K ATP channels mediate the antihypertrophic effects afforded by κ-opioid receptor stimulation in neonatal rat ventricular myocytes

Abstract

Recent evidence suggests that κ-opioid receptor (OR) agonists and K ATP channel activation exert antihypertrophic effects on cardiac myocytes. We studied the role of K ATP channels in the antihypertrophic effects of ORs in primary cultures of neonatal rat ventricular myocytes exposed for 48 h to the α1 adrenoceptor agonist phenylephrine and the relative contributions of mitochondrial K ATP (mitoK ATP) and sarcolemmal K ATP (sarcK ATP). Furthermore, we elucidated the pathway between ORs and K ATP channels and their impact on intracellular Ca 2+ ([Ca 2+] i) transients. Hypertrophy of cardiomyocytes was characterized by increases in i) total protein content; ii) cell size and iii) [ 3H]leucine incorporation. Phenylephrine (10 μM) increased the three parameters. Trans-(±)-3,4-dichloro-N-methyl-N-[2-(1-pyrrolidinyl)-cyclohexyl]-benzeneacetamid methanesulfonate salt (U50,488H), a selective κ-opioid receptor agonist, prevented phenylephrine-induced hypertrophy and [Ca 2+] i transients. The effect of U50,488H was abolished by nor-binaltorphimine, a selective κ-OR antagonist, indicating that the effect was κ-OR-mediated. The protein kinase C inhibitor chelerythrine and the K ATP channel inhibitors glibenclamide (50 μM), a nonselective K ATP antagonist, and 5-hydroxydecanoic acid (100 μM), a mitochondrial selective K ATP antagonist, reversed the antihypertrophic effect of U50,488H, and there was no significant difference between the two K ATP channel blockers.
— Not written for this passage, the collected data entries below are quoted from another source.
/// Every index the renderer and the BSP walk follow must land in its table.
fn check_references(raw: &RawLevel) -> Result<(), LoadError> {
    let check = |what: &'static str,
                 index: usize,
                 target: &'static str,
                 id: i32,
                 len: usize|
     -> Result<(), LoadError> {
        if id < 0 || id as usize >= len {
            Err(LoadError::BadReference {
                what,
                index,
                target,
                id,
            })
        } else {
            Ok(())
        }
    };

    for (i, l) in raw.linedefs.iter().enumerate() {
        check("linedef", i, "vertex", l.v1.into(), raw.vertices.len())?;
        check("linedef", i, "vertex", l.v2.into(), raw.vertices.len())?;
        for side in l.sidenum {
            if side != -1 {
                check("linedef", i, "sidedef", side.into(), raw.sidedefs.len())?;
            }
        }
    }
    for (i, s) in raw.sidedefs.iter().enumerate() {
        check("sidedef", i, "sector", s.sector.into(), raw.sectors.len())?;
    }
    for (i, s) in raw.segs.iter().enumerate() {
        check("seg", i, "vertex", s.v1.into(), raw.vertices.len())?;
        check("seg", i, "vertex", s.v2.into(), raw.vertices.len())?;
        check("seg", i, "linedef", s.linedef.into(), raw.linedefs.len())?;
        // a seg running against its linedef needs that linedef's back side
        let wall = &raw.linedefs[s.linedef as usize];
        if s.side != 0 && wall.sidenum[1] == -1 {
            return Err(LoadError::BadReference {
                what: "seg",
                index: i,
                target: "back sidedef of linedef",
                id: s.linedef.into(),
            });
        }
    }
    for (i, ss) in raw.subsectors.iter().enumerate() {
        let end = i32::from(ss.first_seg) + i32::from(ss.seg_count);
        if ss.seg_count <= 0 {
            return Err(LoadError::Malformed(format!("SSECTORS[{i}]")));
        }
        check("subsector", i, "seg", end - 1, raw.segs.len())?;
        check("subsector", i, "seg", ss.first_seg.into(), raw.segs.len())?;
    }
    for (i, n) in raw.nodes.iter().enumerate() {
        for child in n.child {
            match NodeChild::from_raw(child) {
                NodeChild::Node(id) => check("node", i, "node", id.into(), raw.nodes.len())?,
                NodeChild::Subsector(id) => {
                    check("node", i, "subsector", id.into(), raw.subsectors.len())?
                }
            }
        }
    }
    if raw.subsectors.is_empty() {
        return Err(LoadError::Malformed("SSECTORS".into()));
    }
    Ok(())
}

/*====================================================================*/
/*                  Raw → world helpers (local)                        */
/*====================================================================*/
mod raw_to_world {
    use super::*;

    pub fn thing_from(r: &raw_level::RawThing) -> Thing {
        Thing {
            pos: vec2(r.x as f32, r.y as f32),
            angle: (r.angle as f32).to_radians(),
            type_id: r.type_ as u16,
        }
    }

    pub fn wall_from(index: usize, r: &raw_level::RawLinedef) -> Result<Wall, LoadError> {
        let front_side = match r.sidenum[0] {
            -1 => return Err(LoadError::MissingFrontSide(index)),
            s => s as u16,
        };
        Ok(Wall {
            v1: r.v1 as u16,
            v2: r.v2 as u16,
            flags: WallFlags::from_bits_truncate(r.flags as u16),
            special: r.special as u16,
            tag: r.tag as u16,
            front_side,
            back_side: (r.sidenum[1] != -1).then_some(r.sidenum[1] as u16),
        })
    }

    pub fn vertex_from(r: &raw_level::RawVertex) -> Vertex {
        Vertex {
            pos: vec2(r.x as f32, r.y as f32),
        }
    }

    pub fn segment_from(r: &raw_level::RawSeg) -> Segment {
        Segment {
            v1: r.v1 as u16,
            v2: r.v2 as u16,
            wall: r.linedef as u16,
            opposite: r.side == 1,
            offset: r.offset as f32,
        }
    }

    pub fn subsector_from(r: &raw_level::RawSubsector) -> Subsector {
        Subsector {
            seg_count: r.seg_count as u16,
            first_seg: r.first_seg as u16,
        }
    }

    pub fn node_from(r: &raw_level::RawNode) -> Node {
        Node {
            x: r.x as f32,
            y: r.y as f32,
            dx: r.dx as f32,
            dy: r.dy as f32,
            child: r.child.map(NodeChild::from_raw),
        }
    }
}

/*====================================================================*/
/*                       Name → TextureId                             */
/*====================================================================*/

struct Resolver<'a> {
    wad: &'a Wad,
    patches: &'a [Option<Patch>],
    defs: &'a TextureDefs<'a>,
    bank: &'a mut TextureBank,
}

impl Resolver<'_> {
    fn wall_or_none(&mut self, name: &[u8; 8]) -> Result<TextureId, LoadError> {
        let name = Wad::lump_name_str(name);
        if name == "-" || name.is_empty() {
            return Ok(NO_TEXTURE);
        }
        Ok(self.wall(name, false)?.unwrap_or(NO_TEXTURE))
    }

    fn flat_or_none(&mut self, name: &[u8; 8]) -> Result<TextureId, LoadError> {
        let name = Wad::lump_name_str(name);
        if name == "-" || name.is_empty() {
            return Ok(NO_TEXTURE);
        }
        Ok(self.flat(name)?.unwrap_or(NO_TEXTURE))
    }

    /// Composed wall texture, cached in the bank under its upper-case name.
    fn wall(&mut self, name: &str, quiet: bool) -> Result<Option<TextureId>, LoadError> {
        let name = name.to_ascii_uppercase();
        if let Some(id) = self.bank.id(&name) {
            return Ok(Some(id));
        }
        match self.defs.get(&name) {
            Some(entry) => {
                let tex = compose_texture(&name, entry, self.patches)?;
                Ok(Some(self.bank.insert(name, tex)?))
            }
            None => {
                if quiet {
                    log::debug!("texture {name} not found");
                } else {
                    log::warn!("texture {name} not found, drawing nothing");
                }
                Ok(None)
            }
        }
    }

    fn flat(&mut self, name: &str) -> Result<Option<TextureId>, LoadError> {
        let name = name.to_ascii_uppercase();
        if let Some(id) = self.bank.id(&name) {
            return Ok(Some(id));
        }
        match decode_flat(self.wad, &name)? {
            Some(tex) => Ok(Some(self.bank.insert(name, tex)?)),
            None => {
                log::warn!("flat {name} not found, drawing nothing");
                Ok(None)
            }
        }
    }
}
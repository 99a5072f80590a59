mod bsp;
mod camera;
mod geometry;
mod texture;

#[cfg(test)]
pub(crate) mod fixtures;

pub use bsp::Traversal;

pub use geometry::{
    Axis, Level, Node, NodeChild, NodeId, PLAYER1_START, Sector, SectorId, SectorMotion, Segment,
    SegmentId, Side, SideId, Subsector, SubsectorId, Thing, Vertex, VertexId, Wall, WallFlags,
    WallId,
};

pub use camera::Camera;

pub use texture::{
    Lightmap, NO_TEXTURE, Palette, Texture, TextureBank, TextureError, TextureId,
};
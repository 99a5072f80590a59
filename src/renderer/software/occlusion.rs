use crate::renderer::software::span::{Span, SpanSet, Spans};

/// Screen columns already sealed by nearer single-sided walls.
#[derive(Default)]
pub struct Occlusion {
    solid: SpanSet,
    width: i32,
}

impl Occlusion {
    pub fn reset(&mut self, width: usize) {
        self.solid.clear();
        self.width = width as i32;
    }

    /// Still-visible parts of columns `[start, end)`.
    ///
    /// The request is clamped to the screen first. With `solid` set the
    /// returned parts are sealed as well, so nothing farther reaches them.
    pub fn clip_horizontal(&mut self, start: i32, end: i32, solid: bool) -> Spans {
        let start = start.clamp(0, self.width);
        let end = end.clamp(0, self.width);
        if start >= end {
            return Spans::new();
        }

        let visible = self.solid.gaps(start, end);
        if solid {
            for &gap in &visible {
                self.solid.insert(gap);
            }
        }
        visible
    }

    /// Every column is sealed; traversal can stop.
    #[inline]
    pub fn is_full(&self) -> bool {
        self.solid.covers(0, self.width)
    }

    #[inline]
    pub fn intervals(&self) -> &[Span] {
        self.solid.as_slice()
    }
}

/*──────────────────────────────── Tests ───────────────────────────────*/
#[cfg(test)]
mod tests {
    use super::*;

    fn occ(width: usize) -> Occlusion {
        let mut o = Occlusion::default();
        o.reset(width);
        o
    }

    #[test]
    fn adjacent_solid_ranges_merge() {
        let mut o = occ(320);
        o.clip_horizontal(10, 20, true);
        o.clip_horizontal(20, 30, true);
        assert_eq!(o.intervals(), &[Span::new(10, 30)]);
    }

    #[test]
    fn disjoint_solid_ranges_stay_apart() {
        let mut o = occ(320);
        for (s, e) in [(100, 110), (10, 20), (50, 60)] {
            o.clip_horizontal(s, e, true);
        }
        assert_eq!(o.intervals().len(), 3);
    }

    #[test]
    fn result_stays_inside_request() {
        let mut o = occ(320);
        o.clip_horizontal(0, 40, true);
        o.clip_horizontal(60, 80, true);
        for (s, e) in [(30, 70), (-50, 500), (79, 81), (10, 20)] {
            for sp in o.clip_horizontal(s, e, false) {
                assert!(sp.s >= s.max(0) && sp.e <= e.min(320), "{sp:?} outside [{s},{e})");
                assert!(!sp.is_empty());
            }
        }
        assert_eq!(
            o.clip_horizontal(30, 70, false).as_slice(),
            &[Span::new(40, 60)]
        );
    }

    #[test]
    fn window_does_not_occlude() {
        let mut o = occ(320);
        let seen = o.clip_horizontal(100, 200, false);
        assert_eq!(seen.as_slice(), &[Span::new(100, 200)]);
        assert!(o.intervals().is_empty());
        assert_eq!(o.clip_horizontal(100, 200, true).len(), 1);
        assert!(o.clip_horizontal(120, 180, true).is_empty());
    }

    #[test]
    fn offscreen_request_is_empty() {
        let mut o = occ(320);
        assert!(o.clip_horizontal(-10, -1, true).is_empty());
        assert!(o.clip_horizontal(320, 400, true).is_empty());
        assert!(o.intervals().is_empty());
    }

    #[test]
    fn full_after_covering_screen() {
        let mut o = occ(64);
        o.clip_horizontal(0, 30, true);
        assert!(!o.is_full());
        o.clip_horizontal(-5, 100, true);
        assert!(o.is_full());
        assert_eq!(o.intervals(), &[Span::new(0, 64)]);
    }
}
//! Rendering abstraction layer.
//!
//! *Game logic never touches a pixel buffer directly.* It hands the level,
//! the camera and the texture bank to a type implementing [`Renderer`] and
//! receives the finished frame through the `end_frame` callback.
//!
//! A helper blanket-impl [`RendererExt`] adds `draw_frame` so call-sites
//! stay short.

use crate::world::{Camera, Level, TextureBank};
use thiserror::Error;

/// Pixel format of the software frame-buffer (0x00RRGGBB).
pub type Rgba = u32;

/// Output resolution of one frame.
#[derive(Clone, Copy, Debug, PartialEq, Eq)]
pub struct Screen {
    pub width: usize,
    pub height: usize,
}

#[derive(Error, Debug, PartialEq, Eq)]
pub enum ScreenError {
    #[error("resolution {width}x{height} has a zero dimension")]
    Empty { width: usize, height: usize },

    #[error("resolution {width}x{height} exceeds {max}x{max}")]
    TooLarge {
        width: usize,
        height: usize,
        max: usize,
    },
}

impl Screen {
    pub const MAX_DIM: usize = 4096;

    pub fn new(width: usize, height: usize) -> Result<Self, ScreenError> {
        if width == 0 || height == 0 {
            return Err(ScreenError::Empty { width, height });
        }
        if width > Self::MAX_DIM || height > Self::MAX_DIM {
            return Err(ScreenError::TooLarge {
                width,
                height,
                max: Self::MAX_DIM,
            });
        }
        Ok(Self { width, height })
    }

    #[inline]
    pub fn pixels(&self) -> usize {
        self.width * self.height
    }
}

impl Default for Screen {
    fn default() -> Self {
        Self {
            width: 320,
            height: 200,
        }
    }
}

/// A renderer that owns an internal scratch buffer for the whole frame.
///
/// `end_frame` hands the finished buffer to a user-supplied closure, so the
/// buffer can never be observed half-written.
pub trait Renderer {
    /// (Re)allocate internal scratch for the requested resolution and clear it.
    fn begin_frame(&mut self, screen: Screen);

    /// Render every visible wall and plane of `level` as seen from `camera`.
    fn draw_level(&mut self, level: &Level, camera: &Camera, bank: &TextureBank);

    /// Finish the frame and **loan** the finished buffer to `submit`.
    ///
    /// * `submit(&[Rgba], w, h)` is run exactly once per frame.
    /// * Software caller passes `|fb, w, h| window.update_with_buffer(fb, w, h)`.
    fn end_frame<F>(&mut self, submit: F)
    where
        F: FnOnce(&[Rgba], usize, usize);
}

/// Convenience blanket-impl with a one-liner `draw_frame` adaptor.
pub trait RendererExt: Renderer {
    fn draw_frame<F>(
        &mut self,
        screen: Screen,
        level: &Level,
        camera: &Camera,
        bank: &TextureBank,
        submit: F,
    ) where
        F: FnOnce(&[Rgba], usize, usize),
    {
        self.begin_frame(screen);
        self.draw_level(level, camera, bank);
        self.end_frame(submit);
    }
}
impl<T: Renderer + ?Sized> RendererExt for T {}

pub mod software;

pub use software::Software;
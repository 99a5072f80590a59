//! Manual doors: a sector whose ceiling rises, waits, and falls back.

use crate::world::{Level, Sector, SectorMotion};

use super::SectorCommand;

/// How far above the floor an open door's ceiling stops.
pub const DOOR_TRAVEL: f32 = 64.0;
/// Tics an open door waits before closing (4 s at 60 Hz).
pub const DOOR_WAIT_TICS: u32 = 240;
/// Ceiling movement per tic.
const DOOR_SPEED: f32 = 1.0;

impl Sector {
    /// Start opening. Returns `false` when the door is already opening or
    /// waiting open, in which case nothing changes.
    pub fn open(&mut self) -> bool {
        match self.motion {
            SectorMotion::Idle | SectorMotion::Closing => {
                self.motion = SectorMotion::Opening;
                true
            }
            SectorMotion::Opening | SectorMotion::Waiting(_) => false,
        }
    }

    /// Advance the door by one tic. Returns `true` on a state change.
    pub fn update(&mut self) -> bool {
        let before = self.motion;
        match self.motion {
            SectorMotion::Idle => {}
            SectorMotion::Opening => {
                let top = self.floor_h + DOOR_TRAVEL;
                if self.ceil_h >= top {
                    // already open at least this far; never pulled down
                    self.motion = SectorMotion::Idle;
                } else {
                    self.ceil_h = (self.ceil_h + DOOR_SPEED).min(top);
                    if self.ceil_h >= top {
                        self.motion = SectorMotion::Waiting(DOOR_WAIT_TICS);
                    }
                }
            }
            SectorMotion::Waiting(n) if n > 0 => self.motion = SectorMotion::Waiting(n - 1),
            SectorMotion::Waiting(_) | SectorMotion::Closing => {
                self.ceil_h = (self.ceil_h - DOOR_SPEED).max(self.floor_h);
                self.motion = if self.ceil_h <= self.floor_h {
                    SectorMotion::Idle
                } else {
                    SectorMotion::Closing
                };
            }
        }
        std::mem::discriminant(&before) != std::mem::discriminant(&self.motion)
    }
}

/// Apply queued commands, emptying the queue.
pub fn apply_commands(level: &mut Level, commands: &mut Vec<SectorCommand>) {
    for cmd in commands.drain(..) {
        match cmd {
            SectorCommand::Open(id) => {
                let Some(sector) = level.sectors.get_mut(id as usize) else {
                    log::warn!("open command for missing sector {id}");
                    continue;
                };
                if sector.open() {
                    log::debug!("sector {id}: opening from ceiling {}", sector.ceil_h);
                }
            }
        }
    }
}

/// Run one tic of every sector's motion.
pub fn update_sectors(level: &mut Level) {
    for (id, sector) in level.sectors.iter_mut().enumerate() {
        if sector.update() {
            log::debug!("sector {id}: {:?} at ceiling {}", sector.motion, sector.ceil_h);
        }
    }
}

/*──────────────────────────────── Tests ───────────────────────────────*/
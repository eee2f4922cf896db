use serde_json::Value;

use crate::{
    formats::{FontFormat, FontSource, JsonFormat},
    AtlasfontError, FontData,
};

/// String-encoded variant of [`JsonFormat`]: decodes the text and
/// delegates detection and conversion to the JSON convertor.
pub struct JsonStringFormat;

impl FontFormat for JsonStringFormat {
    fn name(&self) -> &'static str {
        "JSON string"
    }

    /// A decode failure here is a normal non-match, not an error, so
    /// registry probing can continue with the next candidate format.
    fn test(&self, data: &FontSource) -> bool {
        let FontSource::Text(text) = data else {
            return false;
        };
        match serde_json::from_str::<Value>(text) {
            Ok(value) => JsonFormat.test(&FontSource::Json(&value)),
            Err(_) => false,
        }
    }

    /// Assumes `test` passed. Called directly on undecodable text this
    /// surfaces the decode error rather than masking it.
    fn parse(&self, data: &FontSource) -> Result<FontData, AtlasfontError> {
        let FontSource::Text(text) = data else {
            return Err(AtlasfontError::WrongConvertor { format: self.name() });
        };
        let value: Value = serde_json::from_str(text)?;
        JsonFormat.parse(&FontSource::Json(&value))
    }
}
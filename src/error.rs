use thiserror::Error;

#[derive(Debug, Error)]
pub enum AtlasfontError {
    /// No registered format claimed the data. This is the normal outcome
    /// for unsupported input, not a malfunction.
    #[error("No registered format recognises this data")]
    UnrecognizedFormat,

    /// A convertor was handed data it cannot read. Only reachable by
    /// calling `parse` on a format whose `test` was never consulted.
    #[error("Data handed to the {format} convertor was not in that format")]
    WrongConvertor { format: &'static str },

    #[error("Error decoding JSON font data: {0}")]
    JsonDecode(#[from] serde_json::Error),

    #[error("Error decoding XML font data: {0}")]
    XmlDecode(#[from] roxmltree::Error),

    #[error("Malformed font descriptor: {0}")]
    Malformed(String),
}
use roxmltree::Node;

use crate::{
    font::{Char, FontData, KerningPair, Page},
    formats::{FontFormat, FontSource},
    AtlasfontError,
};

fn num(node: &Node, attribute: &str) -> f32 {
    node.attribute(attribute)
        .and_then(|v| v.parse().ok())
        .unwrap_or(0.0)
}

fn int(node: &Node, attribute: &str) -> u32 {
    node.attribute(attribute)
        .and_then(|v| v.parse().ok())
        .unwrap_or(0)
}

/// BitmapFont in AngelCode BMFont XML format, over a pre-parsed
/// document.
pub struct XmlFormat;

impl FontFormat for XmlFormat {
    fn name(&self) -> &'static str {
        "XML"
    }

    fn test(&self, data: &FontSource) -> bool {
        let FontSource::Xml(document) = data else {
            return false;
        };
        let root = document.root_element();
        root.has_tag_name("font")
            && root
                .children()
                .any(|child| child.has_tag_name("info") && child.has_attribute("face"))
            && root.descendants().any(|node| node.has_tag_name("page"))
    }

    fn parse(&self, data: &FontSource) -> Result<FontData, AtlasfontError> {
        let FontSource::Xml(document) = data else {
            return Err(AtlasfontError::WrongConvertor { format: self.name() });
        };

        let mut data = FontData::default();
        let root = document.root_element();
        for node in root.descendants().filter(Node::is_element) {
            match node.tag_name().name() {
                "info" => {
                    data.info.face = node.attribute("face").unwrap_or_default().to_string();
                    data.info.size = num(&node, "size");
                }
                "common" => {
                    data.common.line_height = num(&node, "lineHeight");
                }
                "page" => {
                    data.pages.push(Page {
                        id: int(&node, "id"),
                        file: node.attribute("file").unwrap_or_default().to_string(),
                    });
                }
                "char" => {
                    data.chars.push(Char {
                        id: int(&node, "id"),
                        page: int(&node, "page") as usize,
                        x: num(&node, "x"),
                        y: num(&node, "y"),
                        width: num(&node, "width"),
                        height: num(&node, "height"),
                        xoffset: num(&node, "xoffset"),
                        yoffset: num(&node, "yoffset"),
                        xadvance: num(&node, "xadvance"),
                    });
                }
                "kerning" => {
                    data.kerning.push(KerningPair {
                        first: int(&node, "first"),
                        second: int(&node, "second"),
                        amount: num(&node, "amount"),
                    });
                }
                _ => {}
            }
        }

        if data.pages.is_empty() {
            data.pages.push(Page {
                id: 0,
                file: format!("{}.png", data.info.face),
            });
        }
        Ok(data)
    }
}
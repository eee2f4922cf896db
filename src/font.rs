use serde::{Deserialize, Serialize};

/// Canonical bitmap font metrics, as produced by any of the format
/// convertors. A pure value: freshly allocated per parse, owned by the
/// caller, with no reference back to the source descriptor.
#[derive(Debug, Clone, PartialEq, Default, Serialize, Deserialize)]
pub struct FontData {
    pub info: FontInfo,
    pub common: FontCommon,
    /// Never empty after a successful parse; convertors synthesize a
    /// single page when the source omits its page list.
    pub pages: Vec<Page>,
    pub chars: Vec<Char>,
    pub kerning: Vec<KerningPair>,
    /// `Some` only for SDF-family formats.
    #[serde(skip_serializing_if = "Option::is_none", default)]
    pub distance_field: Option<DistanceField>,
}

#[derive(Debug, Clone, PartialEq, Default, Serialize, Deserialize)]
pub struct FontInfo {
    pub face: String,
    /// Font pixel size; for SDF atlases this is the em size.
    pub size: f32,
}

#[derive(Debug, Clone, PartialEq, Default, Serialize, Deserialize)]
pub struct FontCommon {
    /// Pixel distance between baselines.
    pub line_height: f32,
}

#[derive(Debug, Clone, PartialEq, Default, Serialize, Deserialize)]
pub struct Page {
    pub id: u32,
    pub file: String,
}

/// One glyph record. The bounding box is in atlas pixel space with a
/// top-left origin; offsets are pixel displacements of the glyph ink
/// from the pen position.
#[derive(Debug, Clone, PartialEq, Default, Serialize, Deserialize)]
pub struct Char {
    /// Unicode codepoint.
    pub id: u32,
    /// Index into [`FontData::pages`].
    pub page: usize,
    pub x: f32,
    pub y: f32,
    pub width: f32,
    pub height: f32,
    pub xoffset: f32,
    pub yoffset: f32,
    pub xadvance: f32,
}

/// Pixel adjustment applied to the advance between two adjacent glyphs.
/// Codepoints are passed through from the source without being checked
/// against the glyph list.
#[derive(Debug, Clone, PartialEq, Default, Serialize, Deserialize)]
pub struct KerningPair {
    pub first: u32,
    pub second: u32,
    pub amount: f32,
}

#[derive(Debug, Clone, PartialEq, Default, Serialize, Deserialize)]
pub struct DistanceField {
    /// One of the supported SDF variants ("msdf", "mtsdf", "sdf").
    pub field_type: String,
    pub distance_range: f32,
}

impl FontData {
    pub fn char(&self, codepoint: u32) -> Option<&Char> {
        self.chars.iter().find(|c| c.id == codepoint)
    }

    pub fn kerning_amount(&self, first: u32, second: u32) -> f32 {
        self.kerning
            .iter()
            .find(|k| k.first == first && k.second == second)
            .map(|k| k.amount)
            .unwrap_or(0.0)
    }
}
Moreover, we also determined the expression of the Kir6.2 subunits of the K ATP channel, which increased in response to U50,488H in the presence of phenylephrine, but was suppressed by chelerythrine, glibenclamide and 5-hydroxydecanoic acid. U50,488H also attenuated the elevation of [Ca 2+] i. This study suggests that K ATP, and particularly the mitochondrial K ATP, mediates the antihypertrophic effects of κ-opioid receptor stimulation via the PKC signaling pathway.